Os acidentes e mortes daquele ano motivaram o que talvez tenha sido a obra mais importante da gestão Mosley na FIA: o EASC. "Expert Advisory Safety Comitee", ou Comitê Consultivo de Experts em Segurança, um órgão responsável por estudar e implementar todas as medidas de segurança no automobilismo. Uma de suas primeiras medidas, por exemplo, foi banir da Fórmula 1 toda e qualquer curva percorrida a mais de 250 km/h - ao menos até o surgimento de áreas de escape de asfalto poroso.
“Se alguém morresse, a grande questão seria: a Fórmula 1 deveria continuar?" - Gérard Saillant
O resultado é que os esforços de segurança, desde então, não há mais grandes possibilidades de minimizar os riscos. Gérard Saillant, um dos médicos que acompanhou a recuperação de Felipe Massa e delegado da FIA, colocou a questão nos seguintes termos, em matéria da F1 Racing de fevereiro de 2009: "Pense em uma prova de 100m rasos. O trabalho de Jackie (Stewart) nos trouxe de 14s para 12s. O de Sid (Watkins), de 12s para 10s. Agora, trazer para 9,8 ou 9,7 não é nada comparativamente a eles - mas exigirá um esforço tão grande quanto".
Aí está o grande problema na Fórmula 1 atual. Como o acidente de Massa evidencia, o risco nunca será completamente zerado. Segue Saillant: "Mas se alguém morresse, a grande questão seria: a Fórmula 1 deveria continuar?"

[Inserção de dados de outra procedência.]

//! Frame channel abstraction and shared send-queue plumbing

use std::future::Future;
use std::sync::Arc;
use std::sync::atomic::{AtomicBool, AtomicU64, AtomicUsize, Ordering};

use bytes::Bytes;
use tokio::sync::{Notify, mpsc};
use wire_protocol::ChannelId;

use crate::{HIGH_WATERMARK, LOW_WATERMARK, TransportError, TransportResult};

/// Watermarks governing when a channel pauses and resumes
#[derive(Debug, Clone, Copy)]
pub struct ChannelLimits {
    /// Buffered bytes at which the channel is paused
    pub high_watermark: usize,
    /// Buffered bytes below which the channel resumes
    pub low_watermark: usize,
}

impl Default for ChannelLimits {
    fn default() -> Self {
        Self {
            high_watermark: HIGH_WATERMARK,
            low_watermark: LOW_WATERMARK,
        }
    }
}

/// One transport sub-path carrying length-prefixed frames.
///
/// Channels over one connection are mutually unordered; ordering across
/// them is supplied by the chunk indices riding the frames. All futures
/// are `Send` so callers can drive channels from spawned tasks.
pub trait FrameChannel {
    fn id(&self) -> ChannelId;

    /// Queue a frame for delivery. Never blocks on the network; the
    /// buffered-amount gauge is how callers see pressure.
    fn send(&self, frame: Bytes) -> impl Future<Output = TransportResult<()>> + Send;

    /// Bytes queued but not yet handed to the transport
    fn buffered_amount(&self) -> usize;

    /// Resolves when the buffer has drained below the low watermark, or
    /// when the channel closes
    fn drained(&self) -> impl Future<Output = ()> + Send;

    /// Next frame from the peer; `None` once the channel is closed
    fn recv(&mut self) -> impl Future<Output = Option<Bytes>> + Send;

    fn is_open(&self) -> bool;

    /// Close gracefully; queued frames may still flush
    fn close(&mut self) -> impl Future<Output = ()> + Send;
}

pub(crate) struct QueueShared {
    buffered: AtomicUsize,
    bytes_sent: AtomicU64,
    drain: Notify,
    open: AtomicBool,
    low_watermark: usize,
}

/// Sender half of a channel's outgoing queue: tracks the buffered gauge
/// and wakes drain waiters when the writer crosses the low watermark.
pub(crate) struct SendQueue {
    shared: Arc<QueueShared>,
    tx: mpsc::UnboundedSender<Bytes>,
}

/// Consumed by the channel's writer task
pub(crate) struct QueueWorker {
    rx: mpsc::UnboundedReceiver<Bytes>,
    shared: Arc<QueueShared>,
}

pub(crate) fn send_queue(low_watermark: usize) -> (SendQueue, QueueWorker) {
    let shared = Arc::new(QueueShared {
        buffered: AtomicUsize::new(0),
        bytes_sent: AtomicU64::new(0),
        drain: Notify::new(),
        open: AtomicBool::new(true),
        low_watermark,
    });
    let (tx, rx) = mpsc::unbounded_channel();
    (
        SendQueue {
            shared: shared.clone(),
            tx,
        },
        QueueWorker { rx, shared },
    )
}

impl SendQueue {
    pub fn push(&self, frame: Bytes, channel: ChannelId) -> TransportResult<()> {
        if !self.shared.open.load(Ordering::Acquire) {
            return Err(TransportError::ChannelClosed(channel));
        }
        self.shared
            .buffered
            .fetch_add(frame.len(), Ordering::AcqRel);
        self.tx
            .send(frame)
            .map_err(|_| TransportError::ChannelClosed(channel))
    }

    pub fn buffered(&self) -> usize {
        self.shared.buffered.load(Ordering::Acquire)
    }

    pub fn bytes_sent(&self) -> u64 {
        self.shared.bytes_sent.load(Ordering::Acquire)
    }

    pub fn is_open(&self) -> bool {
        self.shared.open.load(Ordering::Acquire)
    }

    /// Mark the channel closed and release every drain waiter
    pub fn mark_closed(&self) {
        self.shared.open.store(false, Ordering::Release);
        self.shared.drain.notify_waiters();
    }

    pub async fn drained(&self) {
        loop {
            let notified = self.shared.drain.notified();
            if !self.is_open() || self.buffered() < self.shared.low_watermark {
                return;
            }
            notified.await;
        }
    }
}

impl Clone for SendQueue {
    fn clone(&self) -> Self {
        Self {
            shared: self.shared.clone(),
            tx: self.tx.clone(),
        }
    }
}

impl QueueWorker {
    pub async fn next(&mut self) -> Option<Bytes> {
        self.rx.recv().await
    }

    /// Already-queued frame, without waiting; used to flush on close
    pub fn next_ready(&mut self) -> Option<Bytes> {
        self.rx.try_recv().ok()
    }

    /// Account for a frame handed to the transport and wake drain
    /// waiters on a low-watermark crossing
    pub fn complete(&self, len: usize) {
        let before = self.shared.buffered.fetch_sub(len, Ordering::AcqRel);
        self.shared.bytes_sent.fetch_add(len as u64, Ordering::AcqRel);
        let after = before.saturating_sub(len);
        if before >= self.shared.low_watermark && after < self.shared.low_watermark {
            self.shared.drain.notify_waiters();
        }
    }

    pub fn mark_closed(&self) {
        self.shared.open.store(false, Ordering::Release);
        self.shared.drain.notify_waiters();
    }

    pub fn is_open(&self) -> bool {
        self.shared.open.load(Ordering::Acquire)
    }
}

#[cfg(test)]
mod tests {
    use super::*;

    #[tokio::test]
    async fn gauge_tracks_pushed_and_completed_frames() {
        let (queue, mut worker) = send_queue(8);
        queue.push(Bytes::from(vec![0u8; 16]), ChannelId::data(0)).unwrap();
        assert_eq!(queue.buffered(), 16);

        let frame = worker.next().await.unwrap();
        worker.complete(frame.len());
        assert_eq!(queue.buffered(), 0);
        assert_eq!(queue.bytes_sent(), 16);
    }

    #[tokio::test]
    async fn drained_wakes_on_low_watermark_crossing() {
        let (queue, mut worker) = send_queue(8);
        queue.push(Bytes::from(vec![0u8; 32]), ChannelId::data(0)).unwrap();

        let waiter = {
            let queue = queue.clone();
            tokio::spawn(async move { queue.drained().await })
        };
        // Crossing 32 -> 0 passes below the low watermark of 8.
        let frame = worker.next().await.unwrap();
        worker.complete(frame.len());
        waiter.await.unwrap();
    }

    #[tokio::test]
    async fn drained_returns_immediately_below_watermark() {
        let (queue, _worker) = send_queue(8);
        queue.drained().await;
    }

    #[tokio::test]
    async fn closed_queue_rejects_frames_and_releases_waiters() {
        let (queue, _worker) = send_queue(8);
        queue.push(Bytes::from(vec![0u8; 64]), ChannelId::data(0)).unwrap();

        let waiter = {
            let queue = queue.clone();
            tokio::spawn(async move { queue.drained().await })
        };
        queue.mark_closed();
        waiter.await.unwrap();

        let err = queue
            .push(Bytes::from_static(b"x"), ChannelId::data(0))
            .unwrap_err();
        assert!(matches!(err, TransportError::ChannelClosed(_)));
    }
}
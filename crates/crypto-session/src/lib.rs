//! Crypto Session - End-to-End Encryption for Windrop
//!
//! Hybrid ML-KEM-768 + X25519 key exchange with ChaCha20Poly1305 chunk
//! encryption and keyed BLAKE3 content hashes.

mod chunk;
mod error;
mod hybrid;
mod keys;
mod nonce;

pub use chunk::*;
pub use error::*;
pub use hybrid::*;
pub use keys::*;
pub use nonce::*;

pub use wire_protocol::{NONCE_LEN, TAG_LEN};

/// ML-KEM-768 public key size
pub const KEM_PUBLIC_KEY_SIZE: usize = 1184;

/// ML-KEM-768 secret key size
pub const KEM_SECRET_KEY_SIZE: usize = 2400;

/// ML-KEM-768 ciphertext size
pub const KEM_CIPHERTEXT_SIZE: usize = 1088;

/// X25519 public key size (256 bits / 32 bytes)
pub const EC_PUBLIC_KEY_SIZE: usize = 32;

/// Hybrid key-exchange ciphertext: KEM ciphertext followed by EC public key
pub const HYBRID_CIPHERTEXT_SIZE: usize = KEM_CIPHERTEXT_SIZE + EC_PUBLIC_KEY_SIZE;

/// Combined shared secret size (256 bits / 32 bytes)
pub const SHARED_SECRET_SIZE: usize = 32;

/// Symmetric key size (256 bits / 32 bytes)
pub const SYMMETRIC_KEY_SIZE: usize = 32;

/// Session id size carried in [`SessionKeys`]
pub const SESSION_ID_SIZE: usize = 16;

Em outras palavras, os paramédicos de Hungaroring não apenas resgataram Felipe Massa de seu carro. Resgataram também a própria categoria de um forte questionamento social. Na época de Clark e Stewart, o automobilismo era um espaço onde o risco de vida não estava apenas inserido, como também instalado socialmente lá. Morrer fazia parte do jogo. A apropriação midiática do esporte se incumbiu de não fazer disso uma rotina. Os acidentes de Senna e Ratzenberger inauguraram uma nova era na Fórmula 1: uma era em que promotores de eventos, patrocinadores e megacorporações não estão interessados em associar suas marcas e investir dinheiro numa arena sangrenta, que transmita ao vivo em cadeia mundial uma morte que seja. Mas ela virá um dia. Não há como dizer que correr a 300 km/h em uma tonelada de metal com gasolina será algum dia um procedimento asséptico - e se fosse, ninguém assistiria. Insistir obsessivamente em segurança foi a salvação do automobilismo mundial. E será também sua última contradição.